Change is in the Air

posted on 2 Feb 2018 at 11:20 am

This story is testimony to the power of dreams. It is all also the story of how the favourite of my novels came to be.

You can read “Prophet of the Change” in this collection (click for info).

In the winter of 1991, during an explosion of creativity that also produced my first pro sale (1), my most-optioned story (2), and a prize-winning entry in the Writers of the Future Contest (3), I wrote a novella called “The Prophet of the Change”. After a year and a half of experimenting with horror, erotica, science fiction, and humour, this was my first attempt at fantasy–a genre I’ve loved almost as long as I can read.

I had high hopes. But the story was terrible, and so was the opening chapter of a fantasy novel set in the same world.

Disappointed, I filed the stories in a drawer and got on with writing what I was good at.

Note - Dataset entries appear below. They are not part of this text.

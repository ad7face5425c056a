// Copyright 2026 the Stratum Authors
// SPDX-License-Identifier: Apache-2.0 OR MIT

//! Error types for layer updates.
//!
//! Only one step of [`apply`](crate::updater::DeferredLayerUpdater::apply)
//! can fail: resizing the layer's backing storage. Everything else either
//! succeeds or reports "nothing to do" through its return value (for example,
//! an external stream with no new frame).

use thiserror::Error;

/// A [`LayerRenderer`](crate::layer::LayerRenderer) could not resize a layer.
#[derive(Error, Clone, Copy, Debug, PartialEq, Eq)]
pub enum ResizeError {
    /// A zero width or height was requested.
    #[error("cannot resize layer to an empty size")]
    ZeroSize,

    /// The requested size exceeds the device's texture limits.
    #[error("layer size {width}x{height} exceeds the maximum texture dimension {max}")]
    ExceedsLimit {
        /// Requested width.
        width: u32,
        /// Requested height.
        height: u32,
        /// Largest supported texture dimension.
        max: u32,
    },

    /// The backing storage could not be allocated.
    #[error("out of memory while allocating layer storage")]
    OutOfMemory,
}

/// Failure reported by [`apply`](crate::updater::DeferredLayerUpdater::apply).
#[derive(Error, Clone, Copy, Debug, PartialEq, Eq)]
pub enum ApplyError {
    /// The layer could not be resized to the requested size.
    ///
    /// Pending vector content and its dirty region are kept, so a later
    /// `apply` retries the resize.
    #[error("failed to resize layer to {width}x{height}")]
    Resize {
        /// Requested width.
        width: u32,
        /// Requested height.
        height: u32,
        /// Why the renderer refused.
        #[source]
        source: ResizeError,
    },
}

#[cfg(test)]
mod tests {
    use alloc::string::ToString;
    use core::error::Error as _;

    use super::*;

    #[test]
    fn resize_error_messages() {
        assert_eq!(
            ResizeError::ExceedsLimit {
                width: 9000,
                height: 10,
                max: 8192
            }
            .to_string(),
            "layer size 9000x10 exceeds the maximum texture dimension 8192"
        );
    }

    #[test]
    fn apply_error_exposes_source() {
        let err = ApplyError::Resize {
            width: 200,
            height: 150,
            source: ResizeError::OutOfMemory,
        };
        assert_eq!(err.to_string(), "failed to resize layer to 200x150");
        let source = err.source().map(ToString::to_string);
        assert_eq!(
            source.as_deref(),
            Some("out of memory while allocating layer storage")
        );
    }
}
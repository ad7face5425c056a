// Copyright 2026 the Stratum Authors
// SPDX-License-Identifier: Apache-2.0 OR MIT

//! Dirty-region accumulation for vector-content updates.

use kurbo::Rect;

/// The bounding rectangle of layer area that must be re-rendered.
///
/// Successive [`merge`](Self::merge) calls grow the region to the union of
/// every merged rectangle; the region never shrinks until it is
/// [`reset`](Self::reset). Rectangles without positive area are ignored.
#[derive(Clone, Copy, Debug, Default, PartialEq)]
pub struct DirtyRegion {
    bounds: Option<Rect>,
}

impl DirtyRegion {
    /// An empty region.
    pub const EMPTY: Self = Self { bounds: None };

    /// Creates an empty region.
    #[must_use]
    pub const fn new() -> Self {
        Self::EMPTY
    }

    /// Returns `true` if nothing is dirty.
    #[must_use]
    pub const fn is_empty(&self) -> bool {
        self.bounds.is_none()
    }

    /// Returns the accumulated bounds, if any.
    #[must_use]
    pub const fn bounds(&self) -> Option<Rect> {
        self.bounds
    }

    /// Returns the accumulated bounds, or [`Rect::ZERO`] when empty.
    #[must_use]
    pub fn to_rect(&self) -> Rect {
        self.bounds.unwrap_or(Rect::ZERO)
    }

    /// Merges `rect` into the region.
    ///
    /// An empty region becomes `rect`; otherwise the region becomes the
    /// bounding box of both.
    pub fn merge(&mut self, rect: Rect) {
        if !has_area(rect) {
            return;
        }
        self.bounds = Some(match self.bounds {
            Some(bounds) => bounds.union(rect),
            None => rect,
        });
    }

    /// Clears the region.
    pub fn reset(&mut self) {
        self.bounds = None;
    }
}

fn has_area(rect: Rect) -> bool {
    rect.x0 < rect.x1 && rect.y0 < rect.y1
}

#[cfg(test)]
mod tests {
    use super::*;

    #[test]
    fn first_merge_sets_bounds() {
        let mut region = DirtyRegion::new();
        assert!(region.is_empty());
        region.merge(Rect::new(10.0, 20.0, 30.0, 40.0));
        assert_eq!(region.bounds(), Some(Rect::new(10.0, 20.0, 30.0, 40.0)));
    }

    #[test]
    fn merges_to_bounding_box() {
        let mut region = DirtyRegion::new();
        region.merge(Rect::new(0.0, 0.0, 10.0, 10.0));
        region.merge(Rect::new(50.0, 5.0, 60.0, 70.0));
        region.merge(Rect::new(-5.0, 2.0, 1.0, 3.0));
        assert_eq!(region.to_rect(), Rect::new(-5.0, 0.0, 60.0, 70.0));
    }

    #[test]
    fn contained_rect_does_not_shrink() {
        let mut region = DirtyRegion::new();
        region.merge(Rect::new(0.0, 0.0, 100.0, 100.0));
        region.merge(Rect::new(10.0, 10.0, 20.0, 20.0));
        assert_eq!(region.to_rect(), Rect::new(0.0, 0.0, 100.0, 100.0));
    }

    #[test]
    fn empty_rects_are_ignored() {
        let mut region = DirtyRegion::new();
        region.merge(Rect::new(5.0, 5.0, 5.0, 50.0));
        assert!(region.is_empty(), "zero-width rect must not dirty the region");

        region.merge(Rect::new(0.0, 0.0, 10.0, 10.0));
        region.merge(Rect::new(40.0, 40.0, 30.0, 30.0));
        assert_eq!(region.to_rect(), Rect::new(0.0, 0.0, 10.0, 10.0));
    }

    #[test]
    fn reset_empties_region() {
        let mut region = DirtyRegion::new();
        region.merge(Rect::new(0.0, 0.0, 10.0, 10.0));
        region.reset();
        assert!(region.is_empty());
        assert_eq!(region.to_rect(), Rect::ZERO);
    }
}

The problem with these experiments was that I was trying to capture a world I had never directly experienced. That may sound strange, since no fantasy writer has ever directly experienced their equivalent of Middle Earth, Narnia, the Land, or Hogwarts. It’s all made up, right?

Middle Earth, particularly the Shire, was inspired by landscapes in the real world that J. R. R. Tolkien knew and loved. Take out the hobbits, the black riders, and the wizards, and it’s easy to recognize the English countryside. The snow-capped mountains, raging rivers, forests, barrows, etc, elsewhere in Middle Earth . . . these are all aspects of the real world that any wannabe fantasy writer can use as backdrops for their own magical worlds, if they want to.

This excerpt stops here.